By Kyle Harcott
Is this what happens when hardcore grows up?
It took a few listens to grow on me, but at first I could scarcely believe I was listening to the new Coliseum record – one of my most anticipated releases of the year. It’s no surprise Coliseum’s been evolving steadily since their inception – this became much clearer on 2007’s No Salvation album. Even still, that disc was rife with the hardcore trappings that birthed the band in 2003. Here, on the ambitious House With A Curse, the band’s first record on new label Temporary Residence, Coliseum seem to have outgrown that tag, as if H×C was just some kids’ stuff they messed around with for a while. If I can analogize further, if early Coliseum was Black Flag, House With A Curse is definitely Minutemen.
But it’s not just a healthy evolution that calls up the Minutemen reference to mind; Ryan Patterson’s voice, heard much more clearly here, definitely recalls some of the late D. Boon’s best vocal passages. This is especially true on the lead tracks “Blind In One Eye”, and “Everything to Everyone”, which, I’ll be damned, are catchy as hell – definitely not something I expected from the same band who put out the blistering Goddamage. “Crime and the City” and “Cloaked in Red” also show a side of Coliseum we haven’t seen yet, and for some reason, I kept thinking of a slightly-less-pissed-off Unsane hanging out with the Jim Carroll Band. “Perimeter Man” with its steady groove and chanted outro had me entranced, Patterson evoking Lee Ving in his poetic bark. His vocals have never sounded more personal here, and it shows in the raw honesty on tracks like the lush “Isela Vega”. “Statuary”, too, has an unhindered beauty to it, echoing Dischord-era ‘emo’ (you know, before it became a dirty word synonymous with guyliner and fucked-up haircuts). The first half of the disc almost serves as an intro to the second half, where the songs get exponentially more intricate, intimate and involved.
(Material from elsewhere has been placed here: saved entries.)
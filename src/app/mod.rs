pub mod context;
pub mod controller;
pub mod error;

pub use context::AppContext;
pub use error::{ErrorCode, FeedwatchError, Result};
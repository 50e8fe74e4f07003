use std::fmt;

use crate::app::error::ErrorCode;
use crate::domain::{AppState, FormStage, Item, ItemId, Source};

/// Addressable locations in [`AppState`].
#[derive(Debug, Clone, Copy, PartialEq, Eq, Hash)]
pub enum StatePath {
    FormStage,
    FormIsValid,
    FormErrorCode,
    Sources,
    Items,
    TransportErrorCode,
    UiSeenItemIds,
    UiActiveDetailItemId,
}

impl StatePath {
    pub fn as_str(self) -> &'static str {
        match self {
            StatePath::FormStage => "form.stage",
            StatePath::FormIsValid => "form.isValid",
            StatePath::FormErrorCode => "form.errorCode",
            StatePath::Sources => "sources",
            StatePath::Items => "items",
            StatePath::TransportErrorCode => "transportErrorCode",
            StatePath::UiSeenItemIds => "ui.seenItemIds",
            StatePath::UiActiveDetailItemId => "ui.activeDetailItemId",
        }
    }
}

impl fmt::Display for StatePath {
    fn fmt(&self, f: &mut fmt::Formatter<'_>) -> fmt::Result {
        f.write_str(self.as_str())
    }
}

/// A single discrete write to the application state.
#[derive(Debug, Clone, PartialEq)]
pub enum Mutation {
    SetFormStage(FormStage),
    SetFormValid(bool),
    SetFormError(Option<ErrorCode>),
    SetTransportError(Option<ErrorCode>),
    /// Insert a source at the front of `sources`.
    PrependSource(Source),
    /// Insert items at the front of `items`, keeping their relative order.
    PrependItems(Vec<Item>),
    MarkSeen(ItemId),
    SetActiveDetail(Option<ItemId>),
}

impl Mutation {
    pub fn path(&self) -> StatePath {
        match self {
            Mutation::SetFormStage(_) => StatePath::FormStage,
            Mutation::SetFormValid(_) => StatePath::FormIsValid,
            Mutation::SetFormError(_) => StatePath::FormErrorCode,
            Mutation::SetTransportError(_) => StatePath::TransportErrorCode,
            Mutation::PrependSource(_) => StatePath::Sources,
            Mutation::PrependItems(_) => StatePath::Items,
            Mutation::MarkSeen(_) => StatePath::UiSeenItemIds,
            Mutation::SetActiveDetail(_) => StatePath::UiActiveDetailItemId,
        }
    }

    /// Write into `state`; false if the state already held this value.
    pub(super) fn apply_to(&self, state: &mut AppState) -> bool {
        match self {
            Mutation::SetFormStage(stage) => replace(&mut state.form.stage, *stage),
            Mutation::SetFormValid(valid) => replace(&mut state.form.is_valid, *valid),
            Mutation::SetFormError(code) => replace(&mut state.form.error_code, *code),
            Mutation::SetTransportError(code) => replace(&mut state.transport_error_code, *code),
            Mutation::PrependSource(source) => {
                state.sources.insert(0, source.clone());
                true
            }
            Mutation::PrependItems(items) => {
                if items.is_empty() {
                    return false;
                }
                let older = std::mem::take(&mut state.items);
                state.items = items.iter().cloned().chain(older).collect();
                true
            }
            Mutation::MarkSeen(id) => state.ui.seen_item_ids.insert(*id),
            Mutation::SetActiveDetail(id) => replace(&mut state.ui.active_detail_item_id, *id),
        }
    }
}

fn replace<T: PartialEq>(slot: &mut T, value: T) -> bool {
    if *slot == value {
        false
    } else {
        *slot = value;
        true
    }
}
I would be remiss in not mentioning the entire band here (rounded out by Mike Pascal on bass and drummer Carter Wilson), because the three of them are really firing on all cylinders with this record; it’s clear everybody is pointed firmly in the same bold new direction. The immense J. Robbins production goes hand in hand with the heartfelt, clear-eyed songs Coliseum have written. And maybe it’s Robbins’ influence (I doubt it), or maybe it’s the move from Relapse to TR, but there’s a strong sense of the late-‘80s, early-‘90s post-hardcore movement permeating HWAC, and to my ears it’s a welcome influence. Truthfully, even when they were bashing through their earlier fullbore efforts, Coliseum always stood out with memorable songwriting, but what they’ve accomplished with this record really is stunning. I get the feeling Coliseum’s going to catch a few people by surprise with this one, but also that once listeners get past the initial shock, most will appreciate this for what it is: An evolved and mature post-H×C record of the highest degree.